**Try it**
Only a number is wanted here: the count of lines in the data below where the string "bound" occurs.

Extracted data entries

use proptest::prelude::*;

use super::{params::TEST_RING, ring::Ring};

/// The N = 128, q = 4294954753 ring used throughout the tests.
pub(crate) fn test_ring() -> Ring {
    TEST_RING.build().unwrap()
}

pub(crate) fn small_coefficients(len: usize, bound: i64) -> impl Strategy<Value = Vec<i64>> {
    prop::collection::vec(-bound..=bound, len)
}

**Reply to the exercise**
2